Patrician III Review (PC)
For those of us who haven’t played its predecessor, Patrician III is a game where you take on the role of one of the late middle age’s trade Patricians. Your goal is to build a strong trade empire and dominate the Hanseatic League (or the Hansa) which is a trade union consisting of the many free Baltic cities. Your final goal is to be elected the leader (Alderman) of the league, handle its foreign relations and directing its defence against marauding pirate fleets or jealous renaissance princes. Reaching this position involves gradually manoeuvring from the position of a simple trader to a rich patrician. Procuring a large merchant fleet, setting up trade routes and acquiring more and more responsibility along the way. Of course, the acquiring of wealth can be achieved in more than one way, if you wish it’s possible to prey on other people’s wealth and build up a mighty pirate fleet rather than a trade empire. This path is not very likely to earn you the respect of the hanseatic cities however.
Firstly, in Patrician III there are two game types. You can play a campaign, like for instance ”The rise of the Hanseatic league”, or you can play a standard game where you define the parameters yourself. Adjustable parameters include your name, your gender, the difficulty level (this can also be customized in detail), your home town (one of twelve major Hanseatic towns around the Baltic), objective conditions (reaching a certain title, amount of wealth or population number), which map to play on (only the Baltic is included but there is support for fan made maps) and last of all the game speed (but this can be adjusted as much as you want during the game). Depending a little on your choices you’ll then start with a trading office in a Baltic city, a ship and some money to get you started.
Once you start to gain more money you will be able to build more ships, which you can then equip as you like and hire a crew for. The game also allows you to recruit captains at the various taverns around the Baltic. This is very useful as you can order these captains to steer your ships along trade routes you define (this is done well, you define a trade route and give the captain orders about what to buy or sell and at what maximum or minumum price), thus saving you the hassle of controlling your entire merchant fleet at all times. Captains also gain experience and affect a number of things like for instance how the ship fares in sea battles or the prices at which you buy goods with that ship. If you get rich enough, you’re even able to create expeditions to go search for new markets in the Mediterranean Sea.

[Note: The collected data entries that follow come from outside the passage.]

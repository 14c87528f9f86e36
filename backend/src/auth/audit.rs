//! Security audit events emitted by the guards.

use serde::Serialize;
use serde_json::Value;

/// One rejected request, with enough context to investigate it later.
#[derive(Debug, Clone, Serialize)]
pub struct SecurityViolation {
    pub reason: String,
    pub client_ip: String,
    pub context: Value,
    pub user_agent: String,
    pub request_id: String,
}

/// Destination for security violation events.
///
/// Implementations are fire-and-forget: they must not panic or block the
/// request path, and a failure to record must never change the response.
pub trait AuditSink: Send + Sync {
    fn log_security_violation(&self, violation: &SecurityViolation);
}

/// Writes violations to the `security_audit` tracing target.
#[derive(Debug, Clone, Copy, Default)]
pub struct TracingAuditSink;

impl AuditSink for TracingAuditSink {
    fn log_security_violation(&self, violation: &SecurityViolation) {
        tracing::warn!(
            target: "security_audit",
            reason = %violation.reason,
            client_ip = %violation.client_ip,
            user_agent = %violation.user_agent,
            request_id = %violation.request_id,
            context = %violation.context,
            "Security violation"
        );
    }
}
//! Module for database connection setup and common utilities.
//!
//! This module is responsible for initializing the database connection pool,
//! applying the embedded migrations and providing a central point for
//! database-related configurations and helpers.

use crate::config::Config;
use anyhow::{Context, Result};
use sqlx::{
    SqlitePool,
    sqlite::{SqliteConnectOptions, SqlitePoolOptions},
};
use std::str::FromStr;
use std::time::Duration;

pub mod models;

#[derive(Clone)]
pub struct Database {
    pub pool: SqlitePool,
}

impl Database {
    /// Initializes the database connection pool.
    ///
    /// A missing database file is created on first start.
    pub async fn new(config: &Config) -> Result<Self> {
        let options = SqliteConnectOptions::from_str(&config.database_url)
            .with_context(|| format!("Invalid DATABASE_URL {}", config.database_url))?
            .create_if_missing(true);

        let pool = SqlitePoolOptions::new()
            .max_connections(config.max_connections)
            .acquire_timeout(Duration::from_secs(config.acquire_timeout_seconds))
            .connect_with(options)
            .await
            .with_context(|| format!("Failed to connect to {}", config.database_url))?;

        Ok(Database { pool })
    }

    /// Single-connection in-memory database with migrations applied.
    #[cfg(test)]
    pub async fn in_memory() -> Result<Self> {
        let pool = SqlitePoolOptions::new()
            .max_connections(1)
            .connect("sqlite::memory:")
            .await?;
        let db = Database { pool };
        db.migrate().await?;
        Ok(db)
    }

    /// Applies the migrations under `backend/migrations`.
    pub async fn migrate(&self) -> Result<()> {
        sqlx::migrate!()
            .run(&self.pool)
            .await
            .context("Failed to run database migrations")?;
        Ok(())
    }

    /// Returns a reference to the database connection pool.
    pub fn pool(&self) -> &SqlitePool {
        &self.pool
    }

    /// Closes the database connection pool.
    pub async fn close(&self) {
        self.pool.close().await;
        tracing::info!("Database connection pool closed.");
    }
}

Another way of earning money in Patrician is to take the various missions that will be offered to you at the city hall or in the taverns of the cities you visit. You can be offered everything from smuggling goods or hiding stolen merchandise in your warehouses, to hunting down pirates, defending the city harbour or supplying starving cities with food. These missions are usually limited by time and might also affect your reputation (for instance people will come to disregard you if you smuggle goods for someone, especially if you’re caught).
As mayor you get the added responsibility of managing your city’s defences, which if you do it well will give you the possibility to rise even higher in the Hansa hierarchy. Even closer to your ultimate goal, to become the Alderman and leader of the entire organization.
When a city is under seige you’ll be able to see the enemy soldiers approaching your city with seige weapons fighting the guards and most likely looting the houses outside the city walls. Building outside the city walls is cheaper but doing so means there’s a greater risk of destruction when the city comes under attack.
The interface of Patrician III is quite well thought out, and while it takes a little while to get used to, it works very well to allow you to control the game effectively. Everything from the sea battles to the buying and selling of goods works very well and is smoothly integrated. It feels as if a lot of thought has gone into the planning of the interface, and this has paid off.
The graphics are as can be seen in the screenshots very good over all. Everything from the landscape of the bustling cities or the animations of the various buildings you can enter, to the overall Baltic map and to the battle scenes at sea are very nicely depicted. Along with the music one can hear while in port and the many ambient sounds this works well to create the appropriate atmosphere of a medieval trade game.
Overall this is a very well thought out and well put together game. Ascaron has created a detailed medieval trade simulation game yet managed to avoid making it too complicated to be enjoyable. The inclusion of a map editor and support for multiplayer with up to 8 players also ensures longevity. This game is in my opinion definitely worth buying.